#### WORK TO BE COMPLETED:
Gather all lines in the entries that include the word "None".

Saved entries
// SPDX-License-Identifier: BUSL-1.1
// Copyright (c) 2026 Alfred Jean LLC

use super::*;

fn commit(raw: &str) -> CommitId {
    CommitId::parse(raw).unwrap()
}

fn entries() -> BTreeMap<CommitId, BuildAttemptRecord> {
    BTreeMap::from([
        (commit("aaa111"), BuildAttemptRecord { failure_count: 2, succeeded: false, expires_at_ms: 0 }),
        (
            commit("bbb222"),
            BuildAttemptRecord { failure_count: 0, succeeded: true, expires_at_ms: 1_767_225_600_000 },
        ),
    ])
}

#[test]
fn renders_every_entry() {
    let text = render(&entries(), None);

    assert_eq!(
        text,
        "aaa111  failures=2  succeeded=false  expires=1970-01-01 00:00:00 UTC\n\
         bbb222  failures=0  succeeded=true  expires=2026-01-01 00:00:00 UTC\n"
    );
}

#[test]
fn renders_one_entry() {
    let text = render(&entries(), Some(&commit("BBB222")));

    assert!(text.starts_with("bbb222  failures=0  succeeded=true"));
    assert_eq!(text.lines().count(), 1);
}

#[test]
fn unknown_commit_has_no_record() {
    assert_eq!(render(&entries(), Some(&commit("ccc"))), "ccc: no record\n");
}

#[test]
fn empty_ledger_says_so() {
    assert_eq!(render(&BTreeMap::new(), None), "ledger is empty\n");
}

#[test]
fn reset_is_refused_while_locked() {
    let dir = tempfile::tempdir().unwrap();
    let paths = Paths::new(dir.path());
    let config = dir.path().join("lcloud.toml");
    std::fs::write(
        &config,
        "[watch]\nurl = \"http://127.0.0.1:9/\"\n[build]\nrepo_dir = \"/src\"\ndispatch = [\"host\"]\n[host]\ntargets = []\n",
    )
    .unwrap();
    let _held = DaemonLock::acquire(&paths.lock_path).unwrap();

    let err = reset(&config, &paths, "abc").unwrap_err();

    assert_eq!(err.code, ExitError::FATAL);
    assert!(err.message.contains("stop it before editing the ledger"));
    assert!(!paths.ledger_path.exists());
}

#[test]
fn reset_forgives_failures() {
    let dir = tempfile::tempdir().unwrap();
    let paths = Paths::new(dir.path());
    let config = dir.path().join("lcloud.toml");
    std::fs::write(
        &config,
        "[watch]\nurl = \"http://127.0.0.1:9/\"\n[build]\nrepo_dir = \"/src\"\ndispatch = [\"host\"]\n[host]\ntargets = []\n",
    )
    .unwrap();
    {
        let mut ledger = Ledger::open(&paths.ledger_path, std::time::Duration::from_secs(3600), SystemClock).unwrap();
        ledger.record_failure(&commit("abc")).unwrap();
    }

    reset(&config, &paths, "abc").unwrap();

    let entries = lc_storage::inspect(&paths.ledger_path, &SystemClock).unwrap();
    assert_eq!(entries[&commit("abc")].failure_count, 0);
}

#### ANSWER SPACE:
    let text = render(&entries(), None);
    assert_eq!(render(&BTreeMap::new(), None), "ledger is empty\n");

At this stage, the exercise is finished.